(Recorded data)
*****

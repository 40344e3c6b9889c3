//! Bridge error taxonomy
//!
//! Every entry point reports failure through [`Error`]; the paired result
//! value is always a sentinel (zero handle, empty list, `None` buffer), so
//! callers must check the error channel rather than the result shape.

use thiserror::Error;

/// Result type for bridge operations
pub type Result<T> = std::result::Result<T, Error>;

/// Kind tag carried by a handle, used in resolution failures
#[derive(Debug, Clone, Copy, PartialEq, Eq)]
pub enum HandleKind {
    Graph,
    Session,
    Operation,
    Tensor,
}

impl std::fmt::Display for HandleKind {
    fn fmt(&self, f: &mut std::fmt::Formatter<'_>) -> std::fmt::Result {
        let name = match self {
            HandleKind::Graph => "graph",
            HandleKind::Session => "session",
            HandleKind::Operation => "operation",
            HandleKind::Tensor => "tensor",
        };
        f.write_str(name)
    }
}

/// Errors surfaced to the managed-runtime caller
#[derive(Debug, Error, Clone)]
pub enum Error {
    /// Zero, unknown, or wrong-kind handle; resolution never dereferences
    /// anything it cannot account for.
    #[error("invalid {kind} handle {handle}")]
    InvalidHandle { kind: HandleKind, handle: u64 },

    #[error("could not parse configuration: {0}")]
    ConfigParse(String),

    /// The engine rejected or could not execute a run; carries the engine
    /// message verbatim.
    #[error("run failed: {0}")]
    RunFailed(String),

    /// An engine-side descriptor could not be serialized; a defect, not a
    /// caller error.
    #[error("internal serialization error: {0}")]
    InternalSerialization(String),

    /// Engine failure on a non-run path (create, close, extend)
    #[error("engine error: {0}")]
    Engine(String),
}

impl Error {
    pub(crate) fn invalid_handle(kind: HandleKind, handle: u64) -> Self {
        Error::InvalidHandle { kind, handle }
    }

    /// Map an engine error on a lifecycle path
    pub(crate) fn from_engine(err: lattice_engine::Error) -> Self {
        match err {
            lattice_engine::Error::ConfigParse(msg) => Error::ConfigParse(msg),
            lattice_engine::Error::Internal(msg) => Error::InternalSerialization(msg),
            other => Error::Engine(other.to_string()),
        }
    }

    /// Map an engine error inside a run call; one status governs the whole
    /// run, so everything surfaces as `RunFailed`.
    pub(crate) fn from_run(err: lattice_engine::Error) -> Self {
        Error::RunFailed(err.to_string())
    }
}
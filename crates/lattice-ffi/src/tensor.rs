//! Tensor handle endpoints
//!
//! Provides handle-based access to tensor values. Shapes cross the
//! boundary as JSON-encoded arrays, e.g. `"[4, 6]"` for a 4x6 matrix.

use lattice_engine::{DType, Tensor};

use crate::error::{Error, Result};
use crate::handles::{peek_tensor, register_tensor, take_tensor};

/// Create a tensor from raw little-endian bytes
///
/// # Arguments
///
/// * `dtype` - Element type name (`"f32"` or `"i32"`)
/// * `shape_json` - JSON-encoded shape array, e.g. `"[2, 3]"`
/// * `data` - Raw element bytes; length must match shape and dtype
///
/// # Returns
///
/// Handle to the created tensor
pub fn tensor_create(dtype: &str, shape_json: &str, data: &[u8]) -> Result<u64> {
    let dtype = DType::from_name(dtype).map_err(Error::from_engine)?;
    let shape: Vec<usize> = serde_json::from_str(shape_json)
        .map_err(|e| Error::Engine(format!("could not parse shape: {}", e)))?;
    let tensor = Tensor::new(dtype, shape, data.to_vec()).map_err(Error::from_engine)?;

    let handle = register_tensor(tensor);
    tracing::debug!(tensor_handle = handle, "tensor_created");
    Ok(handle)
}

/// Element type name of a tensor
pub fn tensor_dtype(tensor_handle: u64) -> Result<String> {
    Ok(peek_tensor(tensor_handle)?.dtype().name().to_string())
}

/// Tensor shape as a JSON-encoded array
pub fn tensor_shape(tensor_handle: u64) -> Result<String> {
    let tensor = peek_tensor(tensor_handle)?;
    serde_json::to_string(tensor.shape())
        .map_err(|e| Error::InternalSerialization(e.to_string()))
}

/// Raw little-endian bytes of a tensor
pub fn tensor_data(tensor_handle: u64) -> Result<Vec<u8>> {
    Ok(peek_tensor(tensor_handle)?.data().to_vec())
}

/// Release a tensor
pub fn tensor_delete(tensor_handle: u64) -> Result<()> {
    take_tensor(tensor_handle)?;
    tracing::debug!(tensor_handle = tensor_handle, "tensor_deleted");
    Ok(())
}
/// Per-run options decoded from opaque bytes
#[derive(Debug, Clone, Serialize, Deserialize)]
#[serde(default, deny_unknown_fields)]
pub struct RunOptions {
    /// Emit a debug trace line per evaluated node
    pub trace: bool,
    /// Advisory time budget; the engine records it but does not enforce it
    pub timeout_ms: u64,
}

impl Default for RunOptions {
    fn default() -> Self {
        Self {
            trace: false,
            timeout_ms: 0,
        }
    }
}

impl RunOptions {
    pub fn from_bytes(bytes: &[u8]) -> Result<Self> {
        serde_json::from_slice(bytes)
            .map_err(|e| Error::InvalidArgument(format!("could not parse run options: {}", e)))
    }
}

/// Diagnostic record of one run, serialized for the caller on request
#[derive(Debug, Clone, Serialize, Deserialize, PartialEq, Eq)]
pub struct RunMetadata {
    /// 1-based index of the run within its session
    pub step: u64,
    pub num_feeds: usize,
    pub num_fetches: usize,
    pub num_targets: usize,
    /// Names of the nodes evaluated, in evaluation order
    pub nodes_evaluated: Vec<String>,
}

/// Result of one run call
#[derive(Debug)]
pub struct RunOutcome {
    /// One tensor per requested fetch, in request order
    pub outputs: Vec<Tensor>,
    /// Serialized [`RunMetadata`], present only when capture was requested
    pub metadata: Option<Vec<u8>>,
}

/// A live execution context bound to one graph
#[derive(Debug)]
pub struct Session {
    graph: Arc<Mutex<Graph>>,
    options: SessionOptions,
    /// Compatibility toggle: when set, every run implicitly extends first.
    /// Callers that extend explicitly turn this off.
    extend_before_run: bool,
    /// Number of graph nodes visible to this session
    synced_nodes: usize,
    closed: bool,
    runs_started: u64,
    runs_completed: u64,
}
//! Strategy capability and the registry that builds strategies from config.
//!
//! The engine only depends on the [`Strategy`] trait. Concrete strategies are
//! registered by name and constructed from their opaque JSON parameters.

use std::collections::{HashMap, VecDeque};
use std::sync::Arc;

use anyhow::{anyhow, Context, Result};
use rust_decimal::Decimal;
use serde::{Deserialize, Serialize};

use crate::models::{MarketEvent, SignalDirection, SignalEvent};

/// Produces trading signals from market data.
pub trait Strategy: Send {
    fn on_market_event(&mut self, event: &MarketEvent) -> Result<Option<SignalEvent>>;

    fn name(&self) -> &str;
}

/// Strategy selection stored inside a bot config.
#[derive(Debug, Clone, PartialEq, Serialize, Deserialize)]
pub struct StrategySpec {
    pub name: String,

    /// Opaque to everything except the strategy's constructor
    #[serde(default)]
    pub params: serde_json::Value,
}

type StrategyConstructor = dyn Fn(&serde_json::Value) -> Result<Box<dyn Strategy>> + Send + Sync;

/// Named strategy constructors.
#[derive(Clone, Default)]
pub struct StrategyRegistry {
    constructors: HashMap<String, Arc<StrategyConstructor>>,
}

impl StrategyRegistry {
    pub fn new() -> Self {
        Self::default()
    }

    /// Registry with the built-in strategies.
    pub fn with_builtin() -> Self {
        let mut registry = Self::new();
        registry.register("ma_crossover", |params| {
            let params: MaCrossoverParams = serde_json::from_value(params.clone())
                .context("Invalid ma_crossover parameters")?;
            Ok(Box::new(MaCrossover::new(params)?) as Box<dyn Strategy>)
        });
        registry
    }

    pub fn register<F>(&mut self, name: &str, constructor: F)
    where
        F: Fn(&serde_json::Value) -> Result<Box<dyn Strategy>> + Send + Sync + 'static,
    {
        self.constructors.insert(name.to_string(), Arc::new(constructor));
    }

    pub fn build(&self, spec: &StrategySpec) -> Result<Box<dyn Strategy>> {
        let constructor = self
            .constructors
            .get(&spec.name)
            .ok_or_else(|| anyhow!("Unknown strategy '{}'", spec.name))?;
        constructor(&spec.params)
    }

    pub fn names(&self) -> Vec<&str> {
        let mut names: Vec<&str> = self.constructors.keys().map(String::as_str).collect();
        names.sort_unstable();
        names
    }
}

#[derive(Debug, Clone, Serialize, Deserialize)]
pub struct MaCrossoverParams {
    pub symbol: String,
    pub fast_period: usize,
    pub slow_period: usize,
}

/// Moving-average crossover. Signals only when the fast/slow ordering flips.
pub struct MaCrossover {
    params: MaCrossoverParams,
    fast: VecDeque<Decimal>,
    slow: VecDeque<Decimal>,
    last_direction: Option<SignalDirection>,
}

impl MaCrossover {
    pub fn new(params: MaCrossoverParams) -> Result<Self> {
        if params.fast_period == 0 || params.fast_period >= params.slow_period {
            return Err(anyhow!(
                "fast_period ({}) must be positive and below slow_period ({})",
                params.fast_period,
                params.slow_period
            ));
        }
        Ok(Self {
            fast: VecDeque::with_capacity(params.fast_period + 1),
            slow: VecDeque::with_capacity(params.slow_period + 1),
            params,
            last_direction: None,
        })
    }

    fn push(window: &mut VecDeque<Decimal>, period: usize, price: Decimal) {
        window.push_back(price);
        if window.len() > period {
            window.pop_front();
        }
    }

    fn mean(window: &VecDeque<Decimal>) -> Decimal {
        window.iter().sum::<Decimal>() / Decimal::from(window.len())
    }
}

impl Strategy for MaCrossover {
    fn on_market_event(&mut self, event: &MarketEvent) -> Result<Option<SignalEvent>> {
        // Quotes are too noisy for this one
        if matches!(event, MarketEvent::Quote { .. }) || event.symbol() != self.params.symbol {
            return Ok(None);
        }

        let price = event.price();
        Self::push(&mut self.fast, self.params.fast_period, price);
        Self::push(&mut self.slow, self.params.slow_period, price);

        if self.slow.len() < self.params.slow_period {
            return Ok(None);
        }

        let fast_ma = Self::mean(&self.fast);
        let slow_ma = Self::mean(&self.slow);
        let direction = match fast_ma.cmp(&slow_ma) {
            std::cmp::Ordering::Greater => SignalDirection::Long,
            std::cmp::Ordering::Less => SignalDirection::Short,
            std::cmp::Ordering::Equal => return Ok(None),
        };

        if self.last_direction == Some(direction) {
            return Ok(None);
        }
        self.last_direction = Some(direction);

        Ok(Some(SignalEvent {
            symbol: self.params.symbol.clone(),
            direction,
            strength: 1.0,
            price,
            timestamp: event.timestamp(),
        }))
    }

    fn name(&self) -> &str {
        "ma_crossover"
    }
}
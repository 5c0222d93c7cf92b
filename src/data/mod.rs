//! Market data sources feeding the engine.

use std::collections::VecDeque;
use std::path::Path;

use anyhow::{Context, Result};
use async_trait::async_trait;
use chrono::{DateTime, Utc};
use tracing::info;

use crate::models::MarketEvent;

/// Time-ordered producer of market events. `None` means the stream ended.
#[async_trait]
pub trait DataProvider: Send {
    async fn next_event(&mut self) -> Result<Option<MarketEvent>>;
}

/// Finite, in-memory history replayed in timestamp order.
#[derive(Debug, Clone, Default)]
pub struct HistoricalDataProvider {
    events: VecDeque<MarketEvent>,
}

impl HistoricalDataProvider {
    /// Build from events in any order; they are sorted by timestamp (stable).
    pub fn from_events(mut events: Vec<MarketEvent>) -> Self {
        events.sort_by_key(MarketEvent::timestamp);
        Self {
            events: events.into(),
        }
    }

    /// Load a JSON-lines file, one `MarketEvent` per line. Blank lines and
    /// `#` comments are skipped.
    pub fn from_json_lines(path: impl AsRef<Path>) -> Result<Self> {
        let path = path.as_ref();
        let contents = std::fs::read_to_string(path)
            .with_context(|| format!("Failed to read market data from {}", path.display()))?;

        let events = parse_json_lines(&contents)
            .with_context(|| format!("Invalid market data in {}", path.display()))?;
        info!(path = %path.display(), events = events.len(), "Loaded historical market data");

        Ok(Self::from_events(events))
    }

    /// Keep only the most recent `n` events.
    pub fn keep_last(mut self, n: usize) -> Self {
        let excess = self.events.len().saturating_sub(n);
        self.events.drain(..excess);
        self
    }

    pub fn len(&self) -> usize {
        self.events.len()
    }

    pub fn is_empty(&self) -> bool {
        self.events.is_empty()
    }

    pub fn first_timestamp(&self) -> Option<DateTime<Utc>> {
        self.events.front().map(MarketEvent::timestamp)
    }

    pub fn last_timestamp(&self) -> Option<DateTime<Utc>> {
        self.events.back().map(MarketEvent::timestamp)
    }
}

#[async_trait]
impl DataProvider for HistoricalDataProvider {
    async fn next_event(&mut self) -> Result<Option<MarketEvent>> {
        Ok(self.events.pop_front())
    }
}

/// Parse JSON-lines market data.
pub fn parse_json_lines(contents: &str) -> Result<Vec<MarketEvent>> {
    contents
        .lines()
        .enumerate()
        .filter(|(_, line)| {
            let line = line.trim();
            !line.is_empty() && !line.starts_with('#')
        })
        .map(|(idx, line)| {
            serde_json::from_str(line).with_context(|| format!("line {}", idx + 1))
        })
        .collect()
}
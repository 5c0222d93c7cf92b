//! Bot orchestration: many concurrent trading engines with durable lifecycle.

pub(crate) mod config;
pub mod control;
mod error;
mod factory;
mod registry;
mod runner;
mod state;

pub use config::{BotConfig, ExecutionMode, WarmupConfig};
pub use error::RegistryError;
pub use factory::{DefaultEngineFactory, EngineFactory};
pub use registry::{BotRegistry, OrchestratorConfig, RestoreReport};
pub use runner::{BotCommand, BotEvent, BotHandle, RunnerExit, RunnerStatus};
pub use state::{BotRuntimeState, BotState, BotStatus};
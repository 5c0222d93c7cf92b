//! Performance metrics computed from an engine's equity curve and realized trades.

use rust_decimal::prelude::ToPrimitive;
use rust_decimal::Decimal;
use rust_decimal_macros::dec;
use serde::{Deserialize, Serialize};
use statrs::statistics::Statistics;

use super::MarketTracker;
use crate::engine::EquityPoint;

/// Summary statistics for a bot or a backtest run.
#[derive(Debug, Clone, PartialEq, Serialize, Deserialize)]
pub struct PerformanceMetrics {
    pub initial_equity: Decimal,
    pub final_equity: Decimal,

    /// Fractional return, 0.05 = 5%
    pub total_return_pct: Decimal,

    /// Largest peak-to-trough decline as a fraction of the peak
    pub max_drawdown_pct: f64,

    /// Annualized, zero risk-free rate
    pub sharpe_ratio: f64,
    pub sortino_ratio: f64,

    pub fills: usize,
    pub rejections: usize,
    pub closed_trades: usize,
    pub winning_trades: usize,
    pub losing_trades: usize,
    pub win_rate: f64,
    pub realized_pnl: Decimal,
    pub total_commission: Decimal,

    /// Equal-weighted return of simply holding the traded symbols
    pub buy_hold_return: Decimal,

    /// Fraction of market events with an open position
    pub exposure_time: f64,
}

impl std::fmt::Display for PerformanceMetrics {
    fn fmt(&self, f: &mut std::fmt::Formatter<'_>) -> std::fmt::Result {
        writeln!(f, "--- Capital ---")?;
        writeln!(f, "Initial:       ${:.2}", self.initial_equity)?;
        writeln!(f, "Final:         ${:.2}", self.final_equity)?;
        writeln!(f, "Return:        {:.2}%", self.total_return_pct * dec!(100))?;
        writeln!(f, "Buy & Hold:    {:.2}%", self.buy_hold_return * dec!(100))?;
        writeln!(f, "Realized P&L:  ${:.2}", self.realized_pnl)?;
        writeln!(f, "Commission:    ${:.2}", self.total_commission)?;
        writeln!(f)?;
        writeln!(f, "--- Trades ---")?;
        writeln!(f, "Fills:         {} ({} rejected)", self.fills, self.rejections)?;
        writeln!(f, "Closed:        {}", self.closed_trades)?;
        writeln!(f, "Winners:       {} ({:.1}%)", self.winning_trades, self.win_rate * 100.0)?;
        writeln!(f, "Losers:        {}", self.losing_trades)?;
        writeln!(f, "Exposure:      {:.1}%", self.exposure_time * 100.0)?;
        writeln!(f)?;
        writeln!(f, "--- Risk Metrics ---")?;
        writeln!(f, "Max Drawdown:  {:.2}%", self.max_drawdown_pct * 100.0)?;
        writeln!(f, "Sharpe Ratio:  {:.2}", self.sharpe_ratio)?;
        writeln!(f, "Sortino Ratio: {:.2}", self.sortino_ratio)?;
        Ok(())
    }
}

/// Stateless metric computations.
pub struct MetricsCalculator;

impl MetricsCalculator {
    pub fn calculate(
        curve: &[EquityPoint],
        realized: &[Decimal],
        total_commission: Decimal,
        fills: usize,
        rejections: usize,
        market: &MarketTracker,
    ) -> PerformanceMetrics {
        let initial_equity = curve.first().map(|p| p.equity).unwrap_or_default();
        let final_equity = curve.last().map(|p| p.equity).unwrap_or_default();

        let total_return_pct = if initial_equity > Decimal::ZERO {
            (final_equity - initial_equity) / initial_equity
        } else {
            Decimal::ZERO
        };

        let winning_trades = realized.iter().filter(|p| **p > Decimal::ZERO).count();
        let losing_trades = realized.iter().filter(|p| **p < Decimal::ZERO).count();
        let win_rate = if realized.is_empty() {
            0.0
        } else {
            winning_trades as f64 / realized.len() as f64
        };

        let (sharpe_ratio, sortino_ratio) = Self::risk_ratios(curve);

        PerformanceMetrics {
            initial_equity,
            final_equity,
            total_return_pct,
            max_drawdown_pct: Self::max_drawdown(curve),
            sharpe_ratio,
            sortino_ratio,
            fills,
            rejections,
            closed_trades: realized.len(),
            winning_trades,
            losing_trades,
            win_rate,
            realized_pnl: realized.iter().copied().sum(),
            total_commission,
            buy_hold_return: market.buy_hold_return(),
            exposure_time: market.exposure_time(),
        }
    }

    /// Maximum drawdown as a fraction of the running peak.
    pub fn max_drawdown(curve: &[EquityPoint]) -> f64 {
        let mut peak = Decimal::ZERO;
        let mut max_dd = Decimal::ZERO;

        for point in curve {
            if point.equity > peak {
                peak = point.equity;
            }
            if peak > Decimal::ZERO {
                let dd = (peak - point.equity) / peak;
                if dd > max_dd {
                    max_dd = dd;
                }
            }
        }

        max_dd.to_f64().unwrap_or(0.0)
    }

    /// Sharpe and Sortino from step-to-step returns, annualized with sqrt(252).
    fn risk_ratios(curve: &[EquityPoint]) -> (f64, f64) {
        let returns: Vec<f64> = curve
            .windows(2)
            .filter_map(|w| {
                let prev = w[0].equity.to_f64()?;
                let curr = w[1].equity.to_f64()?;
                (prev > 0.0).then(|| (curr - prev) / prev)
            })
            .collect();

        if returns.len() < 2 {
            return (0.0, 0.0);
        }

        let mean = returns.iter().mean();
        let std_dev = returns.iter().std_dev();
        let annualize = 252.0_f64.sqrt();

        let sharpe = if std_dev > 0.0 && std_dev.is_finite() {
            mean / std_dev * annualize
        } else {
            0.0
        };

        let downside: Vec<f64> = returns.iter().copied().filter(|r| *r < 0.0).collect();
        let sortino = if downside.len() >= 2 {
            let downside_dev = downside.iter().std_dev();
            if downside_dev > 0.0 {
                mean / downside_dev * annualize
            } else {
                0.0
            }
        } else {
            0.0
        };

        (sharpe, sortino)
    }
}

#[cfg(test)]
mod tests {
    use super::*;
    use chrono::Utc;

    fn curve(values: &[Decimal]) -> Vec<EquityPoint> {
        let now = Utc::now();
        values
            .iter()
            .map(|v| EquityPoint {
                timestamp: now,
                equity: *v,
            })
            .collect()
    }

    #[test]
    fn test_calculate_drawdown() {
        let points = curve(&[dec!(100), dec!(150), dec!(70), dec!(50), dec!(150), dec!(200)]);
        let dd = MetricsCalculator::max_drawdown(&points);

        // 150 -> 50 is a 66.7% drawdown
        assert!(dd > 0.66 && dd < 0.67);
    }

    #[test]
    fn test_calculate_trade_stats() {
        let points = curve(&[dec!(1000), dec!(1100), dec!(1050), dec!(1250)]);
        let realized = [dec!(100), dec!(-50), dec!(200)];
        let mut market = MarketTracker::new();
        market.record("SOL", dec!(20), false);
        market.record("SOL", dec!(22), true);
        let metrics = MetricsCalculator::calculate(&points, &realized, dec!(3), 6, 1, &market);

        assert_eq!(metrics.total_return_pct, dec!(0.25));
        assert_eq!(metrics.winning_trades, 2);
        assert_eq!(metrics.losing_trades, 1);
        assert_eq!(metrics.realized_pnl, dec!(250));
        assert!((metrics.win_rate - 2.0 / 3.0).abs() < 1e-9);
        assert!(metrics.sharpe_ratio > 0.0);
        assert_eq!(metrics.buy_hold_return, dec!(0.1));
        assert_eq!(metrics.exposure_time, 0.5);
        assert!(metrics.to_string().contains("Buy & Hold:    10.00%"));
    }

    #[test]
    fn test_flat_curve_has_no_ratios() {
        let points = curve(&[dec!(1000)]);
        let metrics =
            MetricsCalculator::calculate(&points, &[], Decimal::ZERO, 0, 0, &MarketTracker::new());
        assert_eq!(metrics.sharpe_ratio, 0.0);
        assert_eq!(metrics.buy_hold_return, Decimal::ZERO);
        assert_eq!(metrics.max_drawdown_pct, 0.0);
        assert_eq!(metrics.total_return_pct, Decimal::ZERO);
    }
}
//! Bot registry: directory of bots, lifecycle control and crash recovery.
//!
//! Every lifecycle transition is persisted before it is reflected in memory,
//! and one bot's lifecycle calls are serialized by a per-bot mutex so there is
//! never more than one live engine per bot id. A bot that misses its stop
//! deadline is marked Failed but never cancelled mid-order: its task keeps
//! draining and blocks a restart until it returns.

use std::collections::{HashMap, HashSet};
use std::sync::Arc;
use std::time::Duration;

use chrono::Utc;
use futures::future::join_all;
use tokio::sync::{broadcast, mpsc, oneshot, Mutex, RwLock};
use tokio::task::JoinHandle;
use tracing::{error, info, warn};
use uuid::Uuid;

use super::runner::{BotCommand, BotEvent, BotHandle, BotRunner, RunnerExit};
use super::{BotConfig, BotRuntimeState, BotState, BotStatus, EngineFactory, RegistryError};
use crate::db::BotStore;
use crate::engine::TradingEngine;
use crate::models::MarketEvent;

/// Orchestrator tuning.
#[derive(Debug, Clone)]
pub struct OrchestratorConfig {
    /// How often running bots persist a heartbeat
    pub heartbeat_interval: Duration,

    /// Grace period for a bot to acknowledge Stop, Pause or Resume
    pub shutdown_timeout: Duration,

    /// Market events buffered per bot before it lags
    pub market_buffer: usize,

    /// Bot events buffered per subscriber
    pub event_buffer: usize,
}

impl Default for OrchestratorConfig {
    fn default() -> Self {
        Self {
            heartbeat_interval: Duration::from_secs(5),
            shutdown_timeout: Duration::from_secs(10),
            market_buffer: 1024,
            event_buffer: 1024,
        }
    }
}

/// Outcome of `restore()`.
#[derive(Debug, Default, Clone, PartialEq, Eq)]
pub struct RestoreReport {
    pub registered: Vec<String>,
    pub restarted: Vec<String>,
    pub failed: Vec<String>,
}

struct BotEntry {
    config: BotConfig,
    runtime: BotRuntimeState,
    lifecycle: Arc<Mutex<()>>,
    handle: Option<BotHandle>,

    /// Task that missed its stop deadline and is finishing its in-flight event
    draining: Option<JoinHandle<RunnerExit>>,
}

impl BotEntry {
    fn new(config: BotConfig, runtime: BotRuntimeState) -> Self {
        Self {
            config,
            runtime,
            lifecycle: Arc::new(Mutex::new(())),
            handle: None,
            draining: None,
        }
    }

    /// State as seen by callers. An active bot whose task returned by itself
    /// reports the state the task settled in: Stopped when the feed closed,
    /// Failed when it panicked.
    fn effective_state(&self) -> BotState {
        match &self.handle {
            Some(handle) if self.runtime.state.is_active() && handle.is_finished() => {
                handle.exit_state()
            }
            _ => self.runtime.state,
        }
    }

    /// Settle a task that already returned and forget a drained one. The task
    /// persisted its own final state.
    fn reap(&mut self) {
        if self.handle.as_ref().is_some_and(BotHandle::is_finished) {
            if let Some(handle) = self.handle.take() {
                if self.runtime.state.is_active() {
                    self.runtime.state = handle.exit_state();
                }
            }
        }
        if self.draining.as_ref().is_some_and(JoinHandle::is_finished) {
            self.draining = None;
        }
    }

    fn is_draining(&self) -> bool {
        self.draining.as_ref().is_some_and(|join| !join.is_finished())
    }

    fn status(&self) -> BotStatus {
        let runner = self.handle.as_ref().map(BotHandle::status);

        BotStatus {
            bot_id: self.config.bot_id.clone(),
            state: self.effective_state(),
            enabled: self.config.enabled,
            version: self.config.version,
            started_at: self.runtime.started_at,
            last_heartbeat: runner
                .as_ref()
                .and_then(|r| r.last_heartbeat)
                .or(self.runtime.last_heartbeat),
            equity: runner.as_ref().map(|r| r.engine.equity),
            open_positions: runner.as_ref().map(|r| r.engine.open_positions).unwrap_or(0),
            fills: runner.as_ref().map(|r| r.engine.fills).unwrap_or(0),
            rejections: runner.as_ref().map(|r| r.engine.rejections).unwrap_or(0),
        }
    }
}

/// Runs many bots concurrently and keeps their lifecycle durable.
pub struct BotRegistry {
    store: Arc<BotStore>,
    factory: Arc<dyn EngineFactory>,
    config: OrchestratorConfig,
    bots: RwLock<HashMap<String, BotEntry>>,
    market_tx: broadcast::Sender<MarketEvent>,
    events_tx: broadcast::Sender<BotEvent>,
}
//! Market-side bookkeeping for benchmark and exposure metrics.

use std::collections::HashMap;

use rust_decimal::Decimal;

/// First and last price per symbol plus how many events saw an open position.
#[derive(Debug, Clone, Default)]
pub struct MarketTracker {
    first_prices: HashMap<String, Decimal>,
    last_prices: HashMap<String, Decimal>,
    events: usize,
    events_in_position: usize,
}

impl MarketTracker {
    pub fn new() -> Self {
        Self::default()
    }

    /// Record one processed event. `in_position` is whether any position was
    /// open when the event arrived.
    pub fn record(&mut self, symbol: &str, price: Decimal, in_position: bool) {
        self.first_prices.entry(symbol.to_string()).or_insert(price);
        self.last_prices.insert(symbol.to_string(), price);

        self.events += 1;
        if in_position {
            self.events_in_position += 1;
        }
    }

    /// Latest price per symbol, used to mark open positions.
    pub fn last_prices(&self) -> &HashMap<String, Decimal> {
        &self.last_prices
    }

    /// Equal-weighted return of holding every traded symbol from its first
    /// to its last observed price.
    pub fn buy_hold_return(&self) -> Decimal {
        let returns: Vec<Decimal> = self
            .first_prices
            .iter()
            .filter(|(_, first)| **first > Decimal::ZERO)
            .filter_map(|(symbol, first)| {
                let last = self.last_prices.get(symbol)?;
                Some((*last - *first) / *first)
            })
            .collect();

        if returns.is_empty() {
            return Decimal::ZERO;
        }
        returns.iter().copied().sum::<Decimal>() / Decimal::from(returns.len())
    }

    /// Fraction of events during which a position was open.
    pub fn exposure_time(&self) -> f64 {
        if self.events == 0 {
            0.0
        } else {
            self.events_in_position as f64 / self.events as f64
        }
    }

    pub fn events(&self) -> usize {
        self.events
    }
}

*****

» To do
The lines needed are the ones from the first line of the entries through the line that contains "value is always", given again without any change.

» Response to this exercise
repository 40344e3c6b9889c3
//! Bridge error taxonomy
//!
//! Every entry point reports failure through [`Error`]; the paired result
//! value is always a sentinel (zero handle, empty list, `None` buffer), so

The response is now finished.